The result thus is combination of binary numbers in P and Q.

A brief explanation of what is done in the program:

Taken two decimal numbers, converted them to binary numbers, also found out 2’s compliment of multiplier(M). On each step comparing the values of LSB of Q and Q-1 on following steps as in Booth’s Algorithm completed all N steps. Note, after N steps, the value of Q will be same as when started. Right Shifts are to be done in such a way that MSB of P remains same as previous, LSB of P is MSB of Q, LSB of Q is Q-1 for new state.

Thus on completion of N steps, we get the product.

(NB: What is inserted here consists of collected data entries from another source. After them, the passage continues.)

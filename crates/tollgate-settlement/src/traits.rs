use async_trait::async_trait;
use chrono::{DateTime, Utc};
use rust_decimal::Decimal;
use serde::{Deserialize, Serialize};

use tollgate_core::types::Currency;

use crate::error::SettlementError;
use crate::network::NetworkProfile;

/// Execution outcome reported by the settlement network.
#[derive(Debug, Clone, Copy, PartialEq, Eq, Serialize, Deserialize)]
#[serde(rename_all = "lowercase")]
pub enum ExecutionStatus {
    /// Included in a block and executed successfully.
    Confirmed,
    /// Known to the network but not yet included in a block.
    Pending,
    /// Included but reverted.
    Failed,
}

/// Normalized view of an on-network transaction.
#[derive(Debug, Clone, Serialize, Deserialize)]
pub struct ChainTransaction {
    /// The proof-of-payment reference this record was fetched for.
    pub reference: String,
    /// Funds originator address.
    pub sender: String,
    /// Funds destination address.
    pub recipient: String,
    /// Settled value in display units.
    pub value: Decimal,
    /// Currency of the settled value, when the network reports one.
    /// Native-value adapters report `None`.
    pub currency: Option<Currency>,
    /// Block the transaction was included in, if mined.
    pub block_number: Option<u64>,
    /// Hash of that block.
    pub block_hash: Option<String>,
    /// Confirmation depth at fetch time.
    pub confirmations: u32,
    /// Consensus timestamp, when the network reports one.
    pub timestamp: Option<DateTime<Utc>>,
    /// Execution outcome.
    pub status: ExecutionStatus,
}

/// Capability to query a settlement network for a transaction's state.
///
/// This is the hard external dependency of the verifier: production
/// adapters speak to a real ledger, and test doubles implement the same
/// contract from test code. Implementations must be idempotent — fetching
/// the same reference twice returns the same settled facts (confirmation
/// depth may grow).
#[async_trait]
pub trait NetworkClient: Send + Sync {
    /// Fetch the current state of `reference` on the profile's network.
    async fn fetch_transaction(
        &self,
        profile: &NetworkProfile,
        reference: &str,
    ) -> Result<ChainTransaction, SettlementError>;
}
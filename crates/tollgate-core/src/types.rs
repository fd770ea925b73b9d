use std::fmt;
use std::str::FromStr;

use chrono::{DateTime, Utc};
use rust_decimal::Decimal;
use serde::{Deserialize, Serialize};
use uuid::Uuid;

use crate::error::CoreError;
use crate::fees::FeeBreakdown;
use crate::state_machine::ChallengeStatus;

/// Unique identifier for a payment challenge (UUID v7 — time-ordered).
#[derive(Debug, Clone, Copy, PartialEq, Eq, Hash, Serialize, Deserialize)]
pub struct ChallengeId(pub Uuid);

impl ChallengeId {
    /// Create a new random challenge ID.
    pub fn new() -> Self {
        Self(Uuid::now_v7())
    }

    /// Create from an existing UUID.
    pub fn from_uuid(uuid: Uuid) -> Self {
        Self(uuid)
    }

    /// Get the inner UUID.
    pub fn as_uuid(&self) -> &Uuid {
        &self.0
    }
}

impl Default for ChallengeId {
    fn default() -> Self {
        Self::new()
    }
}

impl fmt::Display for ChallengeId {
    fn fmt(&self, f: &mut fmt::Formatter<'_>) -> fmt::Result {
        write!(f, "{}", self.0)
    }
}

impl FromStr for ChallengeId {
    type Err = CoreError;

    fn from_str(s: &str) -> Result<Self, Self::Err> {
        Uuid::parse_str(s)
            .map(Self)
            .map_err(|_| CoreError::InvalidChallengeId(s.to_string()))
    }
}

/// Stable-value settlement units accepted by the gateway.
#[derive(Debug, Clone, Copy, PartialEq, Eq, Hash, Serialize, Deserialize)]
pub enum Currency {
    Usdt,
    Usdc,
}

impl Currency {
    /// Currency symbol.
    pub fn code(&self) -> &str {
        match self {
            Self::Usdt => "USDT",
            Self::Usdc => "USDC",
        }
    }

    /// Number of decimal places in the smallest settlement unit.
    pub fn decimals(&self) -> u32 {
        match self {
            Self::Usdt | Self::Usdc => 6,
        }
    }

    /// Parse from a currency code, case-insensitive.
    pub fn from_code(code: &str) -> Option<Self> {
        match code.to_ascii_uppercase().as_str() {
            "USDT" => Some(Self::Usdt),
            "USDC" => Some(Self::Usdc),
            _ => None,
        }
    }
}

impl fmt::Display for Currency {
    fn fmt(&self, f: &mut fmt::Formatter<'_>) -> fmt::Result {
        write!(f, "{}", self.code())
    }
}

/// Market segments granted a fee discount.
///
/// An unknown segment code parses to `None` and is treated as "no segment"
/// (zero discount) everywhere — never an error.
#[derive(Debug, Clone, Copy, PartialEq, Eq, Hash, Serialize, Deserialize)]
pub enum MarketSegment {
    IndiaFarmers,
    CanadaIndigenous,
    MigrantWorkers,
}

impl MarketSegment {
    /// Wire code for this segment.
    pub fn code(&self) -> &str {
        match self {
            Self::IndiaFarmers => "india_farmers",
            Self::CanadaIndigenous => "canada_indigenous",
            Self::MigrantWorkers => "migrant_workers",
        }
    }

    /// Parse from a wire code.
    pub fn from_code(code: &str) -> Option<Self> {
        match code {
            "india_farmers" => Some(Self::IndiaFarmers),
            "canada_indigenous" => Some(Self::CanadaIndigenous),
            "migrant_workers" => Some(Self::MigrantWorkers),
            _ => None,
        }
    }
}

impl fmt::Display for MarketSegment {
    fn fmt(&self, f: &mut fmt::Formatter<'_>) -> fmt::Result {
        write!(f, "{}", self.code())
    }
}

/// A quoted, time-bounded payment obligation.
///
/// The fee breakdown is computed once at creation and never recomputed, so
/// the quoted price is honored even if the fee schedule changes afterwards.
/// The gateway exclusively owns the record for its entire life.
#[derive(Debug, Clone, Serialize, Deserialize)]
pub struct PaymentChallenge {
    /// Opaque unique identifier.
    pub id: ChallengeId,
    /// What is being paid for.
    pub resource: String,
    /// Gross amount requested, fixed at creation.
    pub amount: Decimal,
    /// Settlement unit.
    pub currency: Currency,
    /// Target settlement network identifier.
    pub network: String,
    /// Address that must receive the funds.
    pub recipient_address: String,
    /// Fee quote, immutable after creation.
    pub fee_breakdown: FeeBreakdown,
    /// Segment the quote was issued under, if any.
    pub market_segment: Option<MarketSegment>,
    /// Free-form resource description for the 402 response.
    pub description: Option<String>,
    /// Lifecycle state.
    pub status: ChallengeStatus,
    /// When the challenge was issued.
    pub created_at: DateTime<Utc>,
    /// Absolute deadline for payment.
    pub expires_at: DateTime<Utc>,
    /// Settlement-network proof, set only on completion.
    pub transaction_reference: Option<String>,
    /// Set only on completion.
    pub verified_at: Option<DateTime<Utc>>,
    /// Payer identifier submitted at verification time, if any.
    pub payer: Option<String>,
}

impl PaymentChallenge {
    /// The single expiry predicate shared by lazy checks and the sweep.
    pub fn is_expired(&self, now: DateTime<Utc>) -> bool {
        now > self.expires_at
    }
}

Example: for multiplying -5 and 10, above code gives following output

BOOTH's Algorithm
0-0 Right Shift.
0-1 Add M to P. Right Shift.
1-0 Add -M to P. Right Shift.
1-1 Right Shift.
Enter two numbers that are to be multiplied : -5 10
Multiplicand (Q) 10 -> 01010 and Multiplier (M) -5 -> 11011
we use -(M) i.e. 5 -> 00101
Step No. P Q Q-1
0 00000 01010 0
1 00000 00101 0
+ 00101
00101
2 00010 10010 1
+ 11011
11101
3 11110 11001 0
+ 00101
00011
4 00001 11100 1
+ 11011
11100
5 11110 01110 0
Product in signed binary number is : 11110 01110